> _Problem requirements_
Identify and pull out each line of the entries in which "SegQueue" occurs.
Study material below:
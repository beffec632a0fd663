//! Marking-side data shared with the remembered-set subsystem.

pub mod bitmap;

pub use bitmap::{AtomicBitmap, MarkBitmap};
use std::io::{self, Error};
use std::ptr;
use std::sync::atomic::{AtomicUsize, Ordering};

#[cfg(any(target_os = "linux", target_os = "android"))]
const MAP_POPULATE: libc::c_int = libc::MAP_POPULATE;

#[cfg(not(any(target_os = "linux", target_os = "android")))]
const MAP_POPULATE: libc::c_int = 0;

#[cfg(any(
    target_os = "linux",
    target_os = "android",
    target_vendor = "apple",
    target_os = "netbsd",
    target_os = "solaris",
    target_os = "illumos",
))]
const MAP_NORESERVE: libc::c_int = libc::MAP_NORESERVE;

#[cfg(not(any(
    target_os = "linux",
    target_os = "android",
    target_vendor = "apple",
    target_os = "netbsd",
    target_os = "solaris",
    target_os = "illumos",
)))]
const MAP_NORESERVE: libc::c_int = 0;

const PROT_RW: libc::c_int = libc::PROT_READ | libc::PROT_WRITE;

/// Returns the system page size, cached atomically.
pub fn page_size() -> usize {
    static PAGE_SIZE: AtomicUsize = AtomicUsize::new(0);

    match PAGE_SIZE.load(Ordering::Relaxed) {
        0 => {
            #[allow(clippy::cast_sign_loss)]
            let page_size = unsafe { libc::sysconf(libc::_SC_PAGESIZE) as usize };
            PAGE_SIZE.store(page_size, Ordering::Relaxed);
            page_size
        }
        page_size => page_size,
    }
}

pub struct MapInner {
    ptr: *mut libc::c_void,
    len: usize,
}

impl MapInner {
    /// Creates a new anonymous read/write mapping.
    ///
    /// # Safety
    ///
    /// Calls `mmap`; the caller owns the returned range.
    pub unsafe fn map_anon(len: usize, populate: bool, no_reserve: bool) -> io::Result<Self> {
        let populate = if populate { MAP_POPULATE } else { 0 };
        let no_reserve = if no_reserve { MAP_NORESERVE } else { 0 };
        let flags = libc::MAP_PRIVATE | libc::MAP_ANON | populate | no_reserve;

        let ptr = unsafe { libc::mmap(ptr::null_mut(), len, PROT_RW, flags, -1, 0) };
        if ptr == libc::MAP_FAILED {
            return Err(Error::last_os_error());
        }
        Ok(Self { ptr, len })
    }

    /// Replace `[offset, offset + len)` with fresh zero pages.
    ///
    /// A fixed anonymous remap is used instead of `madvise(MADV_DONTNEED)`
    /// because only the former guarantees zero-fill on every Unix.
    ///
    /// # Safety
    ///
    /// The range must lie within this mapping and be page aligned.
    pub unsafe fn discard(&self, offset: usize, len: usize) -> io::Result<()> {
        let addr = unsafe { self.ptr.cast::<u8>().add(offset) }.cast::<libc::c_void>();
        let flags = libc::MAP_PRIVATE | libc::MAP_ANON | libc::MAP_FIXED | MAP_NORESERVE;
        let res = unsafe { libc::mmap(addr, len, PROT_RW, flags, -1, 0) };
        if res == libc::MAP_FAILED {
            return Err(Error::last_os_error());
        }
        Ok(())
    }

    pub const fn ptr(&self) -> *mut u8 {
        self.ptr.cast::<u8>()
    }

    pub const fn len(&self) -> usize {
        self.len
    }
}

impl Drop for MapInner {
    fn drop(&mut self) {
        if self.len > 0 {
            unsafe {
                libc::munmap(self.ptr, self.len);
            }
        }
    }
}
//! Dirty card queues.
//!
//! Every mutator owns a [`DirtyCardQueue`]: a registered [`BufferSlot`] into
//! which the write barrier appends newly dirtied cards. A full buffer is
//! published to the [`DirtyCardQueueSet`]'s lock-free completed queue, where
//! refinement threads pick it up.
//!
//! A buffer has exactly one owner at any time. Ownership moves by atomically
//! swapping the boxed buffer pointer in and out of a slot, or by pushing it
//! through a lock-free queue; it is never copied.

use std::ptr;
use std::sync::atomic::{AtomicPtr, AtomicUsize, Ordering};
use std::sync::Arc;

use crossbeam_queue::SegQueue;
use parking_lot::Mutex;

use crate::card_table::CardIdx;
use crate::config::RemSetConfig;
use crate::gc::sync::{LockGuard, LockOrder};
use crate::refine::RefinementMonitor;

/// Fixed-capacity buffer of dirty cards.
#[derive(Debug)]
pub struct CardBuffer {
    cards: Vec<CardIdx>,
    capacity: usize,
}

impl CardBuffer {
    /// Create an empty buffer.
    #[must_use]
    pub fn new(capacity: usize) -> Self {
        Self {
            cards: Vec::with_capacity(capacity),
            capacity,
        }
    }

    /// Append a card. Returns `true` once the buffer is full.
    pub fn push(&mut self, card: CardIdx) -> bool {
        debug_assert!(!self.is_full(), "push into full card buffer");
        self.cards.push(card);
        self.is_full()
    }

    /// Returns `true` if no more cards fit.
    #[must_use]
    pub fn is_full(&self) -> bool {
        self.cards.len() >= self.capacity
    }

    /// Number of cards held.
    #[must_use]
    pub fn len(&self) -> usize {
        self.cards.len()
    }

    /// Returns `true` if the buffer holds no cards.
    #[must_use]
    pub fn is_empty(&self) -> bool {
        self.cards.is_empty()
    }

    /// Cards held, oldest first.
    #[must_use]
    pub fn cards(&self) -> &[CardIdx] {
        &self.cards
    }

    /// Drop the first `n` cards, keeping the rest.
    pub fn consume(&mut self, n: usize) {
        self.cards.drain(..n.min(self.cards.len()));
    }

    /// Drop every card.
    pub fn clear(&mut self) {
        self.cards.clear();
    }
}

/// Single-owner slot holding at most one buffer.
#[derive(Debug)]
pub struct BufferSlot {
    ptr: AtomicPtr<CardBuffer>,
}

impl Default for BufferSlot {
    fn default() -> Self {
        Self::new()
    }
}

impl BufferSlot {
    /// Create an empty slot.
    #[must_use]
    pub const fn new() -> Self {
        Self {
            ptr: AtomicPtr::new(ptr::null_mut()),
        }
    }

    /// Take the buffer out of the slot.
    pub fn take(&self) -> Option<Box<CardBuffer>> {
        let raw = self.ptr.swap(ptr::null_mut(), Ordering::AcqRel);
        // SAFETY: non-null pointers in a slot always come from
        // `Box::into_raw` in `put`, and the swap made us the only owner.
        (!raw.is_null()).then(|| unsafe { Box::from_raw(raw) })
    }

    /// Put `buffer` into the slot, returning whatever was there before.
    pub fn put(&self, buffer: Box<CardBuffer>) -> Option<Box<CardBuffer>> {
        let old = self.ptr.swap(Box::into_raw(buffer), Ordering::AcqRel);
        // SAFETY: as in `take`.
        (!old.is_null()).then(|| unsafe { Box::from_raw(old) })
    }

    /// Returns `true` if the slot holds no buffer.
    #[must_use]
    pub fn is_empty(&self) -> bool {
        self.ptr.load(Ordering::Acquire).is_null()
    }
}

impl Drop for BufferSlot {
    fn drop(&mut self) {
        drop(self.take());
    }
}

/// Refinement zones, in completed buffers.
#[derive(Debug, Clone, Copy, PartialEq, Eq)]
pub struct Zones {
    /// Refinement starts above this.
    pub green: usize,
    /// Every refinement thread runs above this.
    pub yellow: usize,
    /// Mutators refine their own buffers above this.
    pub red: usize,
}

/// Shared state of all dirty card queues.
pub struct DirtyCardQueueSet {
    completed: SegQueue<Box<CardBuffer>>,
    n_completed: AtomicUsize,
    free: SegQueue<Box<CardBuffer>>,
    buffer_capacity: usize,
    zones: Zones,
    registry: Mutex<Vec<Arc<BufferSlot>>>,
    monitor: RefinementMonitor,
}

impl DirtyCardQueueSet {
    /// Create an empty queue set sized by `config`.
    #[must_use]
    pub fn new(config: &RemSetConfig) -> Self {
        Self {
            completed: SegQueue::new(),
            n_completed: AtomicUsize::new(0),
            free: SegQueue::new(),
            buffer_capacity: config.dirty_buffer_capacity,
            zones: Zones {
                green: config.green_zone,
                yellow: config.yellow_zone,
                red: config.red_zone,
            },
            registry: Mutex::new(Vec::new()),
            monitor: RefinementMonitor::new(),
        }
    }

    /// Refinement zones.
    #[must_use]
    pub const fn zones(&self) -> Zones {
        self.zones
    }

    /// Capacity of each buffer.
    #[must_use]
    pub const fn buffer_capacity(&self) -> usize {
        self.buffer_capacity
    }

    pub(crate) const fn monitor(&self) -> &RefinementMonitor {
        &self.monitor
    }

    /// Number of completed buffers waiting for refinement.
    #[must_use]
    pub fn completed_buffers(&self) -> usize {
        self.n_completed.load(Ordering::Acquire)
    }

    /// Returns `true` once mutators must refine their own buffers.
    #[must_use]
    pub fn is_red(&self) -> bool {
        self.completed_buffers() > self.zones.red
    }

    /// Get an empty buffer, recycling one if available.
    #[must_use]
    pub fn allocate_buffer(&self) -> Box<CardBuffer> {
        self.free
            .pop()
            .unwrap_or_else(|| Box::new(CardBuffer::new(self.buffer_capacity)))
    }

    /// Return a processed buffer to the free list.
    pub fn recycle(&self, mut buffer: Box<CardBuffer>) {
        buffer.clear();
        self.free.push(buffer);
    }

    /// Publish a full buffer.
    ///
    /// Above the red zone the buffer is handed back instead: the caller must
    /// refine it itself and then [`recycle`](Self::recycle) it.
    #[must_use = "a returned buffer must be refined by the caller"]
    pub fn enqueue_completed(&self, buffer: Box<CardBuffer>) -> Option<Box<CardBuffer>> {
        if buffer.is_empty() {
            self.recycle(buffer);
            return None;
        }
        if self.is_red() {
            return Some(buffer);
        }
        self.enqueue_completed_unconditionally(buffer);
        None
    }

    /// Publish a buffer regardless of zones.
    pub fn enqueue_completed_unconditionally(&self, buffer: Box<CardBuffer>) {
        if buffer.is_empty() {
            self.recycle(buffer);
            return;
        }
        // Count before pushing so the counter never undercounts a pop.
        let n = self.n_completed.fetch_add(1, Ordering::AcqRel) + 1;
        self.completed.push(buffer);
        if n > self.zones.green {
            self.monitor.notify();
        }
    }

    /// Take a completed buffer if more than `stop_at` are queued.
    pub fn take_completed(&self, stop_at: usize) -> Option<Box<CardBuffer>> {
        if self.completed_buffers() <= stop_at {
            return None;
        }
        let buffer = self.completed.pop()?;
        self.n_completed.fetch_sub(1, Ordering::AcqRel);
        Some(buffer)
    }

    /// Publish `cards` in as many buffers as needed.
    pub fn enqueue_cards(&self, cards: impl IntoIterator<Item = CardIdx>) {
        let mut buffer = self.allocate_buffer();
        for card in cards {
            if buffer.push(card) {
                self.enqueue_completed_unconditionally(buffer);
                buffer = self.allocate_buffer();
            }
        }
        self.enqueue_completed_unconditionally(buffer);
    }

    fn register(&self) -> Arc<BufferSlot> {
        let slot = Arc::new(BufferSlot::new());
        let _order = LockGuard::new(LockOrder::QueueRegistry);
        self.registry.lock().push(Arc::clone(&slot));
        slot
    }

    fn unregister(&self, slot: &Arc<BufferSlot>) {
        let _order = LockGuard::new(LockOrder::QueueRegistry);
        self.registry.lock().retain(|s| !Arc::ptr_eq(s, slot));
    }

    /// Number of registered mutator queues.
    #[must_use]
    pub fn registered_queues(&self) -> usize {
        let _order = LockGuard::new(LockOrder::QueueRegistry);
        self.registry.lock().len()
    }

    fn for_each_slot(&self, mut f: impl FnMut(&BufferSlot)) {
        let slots: Vec<Arc<BufferSlot>> = {
            let _order = LockGuard::new(LockOrder::QueueRegistry);
            self.registry.lock().clone()
        };
        for slot in &slots {
            f(slot);
        }
    }

    /// Move every mutator's partial buffer into the completed queue.
    ///
    /// Called at a safepoint so the pause sees every dirtied card.
    pub fn concatenate_logs(&self) {
        self.for_each_slot(|slot| {
            if let Some(buffer) = slot.take() {
                self.enqueue_completed_unconditionally(buffer);
            }
        });
    }

    /// Discard every pending card, completed or partial. Returns the number
    /// of cards dropped.
    ///
    /// Only valid when the card table is reset as well, e.g. after a full
    /// collection.
    pub fn abandon_logs(&self) -> usize {
        let mut dropped = 0;
        while let Some(buffer) = self.take_completed(0) {
            dropped += buffer.len();
            self.recycle(buffer);
        }
        self.for_each_slot(|slot| {
            if let Some(buffer) = slot.take() {
                dropped += buffer.len();
                self.recycle(buffer);
            }
        });
        dropped
    }
}

impl std::fmt::Debug for DirtyCardQueueSet {
    fn fmt(&self, f: &mut std::fmt::Formatter<'_>) -> std::fmt::Result {
        f.debug_struct("DirtyCardQueueSet")
            .field("completed", &self.completed_buffers())
            .field("zones", &self.zones)
            .finish_non_exhaustive()
    }
}

/// A mutator's dirty card queue.
///
/// Dropping the queue publishes its partial buffer.
#[derive(Debug)]
pub struct DirtyCardQueue {
    set: Arc<DirtyCardQueueSet>,
    slot: Arc<BufferSlot>,
}

impl DirtyCardQueue {
    /// Register a new queue with `set`.
    #[must_use]
    pub fn new(set: &Arc<DirtyCardQueueSet>) -> Self {
        Self {
            set: Arc::clone(set),
            slot: set.register(),
        }
    }

    /// Append `card`.
    ///
    /// If this fills the buffer while the set is in the red zone, the full
    /// buffer is returned for the caller to refine.
    #[must_use = "a returned buffer must be refined by the caller"]
    pub fn enqueue(&self, card: CardIdx) -> Option<Box<CardBuffer>> {
        let mut buffer = self
            .slot
            .take()
            .unwrap_or_else(|| self.set.allocate_buffer());
        if buffer.push(card) {
            return self.set.enqueue_completed(buffer);
        }
        if let Some(stray) = self.slot.put(buffer) {
            self.set.enqueue_completed_unconditionally(stray);
        }
        None
    }

    /// Cards in the partial buffer.
    #[must_use]
    pub fn pending(&self) -> usize {
        match self.slot.take() {
            Some(buffer) => {
                let n = buffer.len();
                if let Some(stray) = self.slot.put(buffer) {
                    self.set.enqueue_completed_unconditionally(stray);
                }
                n
            }
            None => 0,
        }
    }

    /// Publish the partial buffer.
    pub fn flush(&self) {
        if let Some(buffer) = self.slot.take() {
            self.set.enqueue_completed_unconditionally(buffer);
        }
    }
}

impl Drop for DirtyCardQueue {
    fn drop(&mut self) {
        self.flush();
        self.set.unregister(&self.slot);
    }
}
End of Study material.
> _Task solution_
use crossbeam_queue::SegQueue;
    completed: SegQueue<Box<CardBuffer>>,
    free: SegQueue<Box<CardBuffer>>,
            completed: SegQueue::new(),
            free: SegQueue::new(),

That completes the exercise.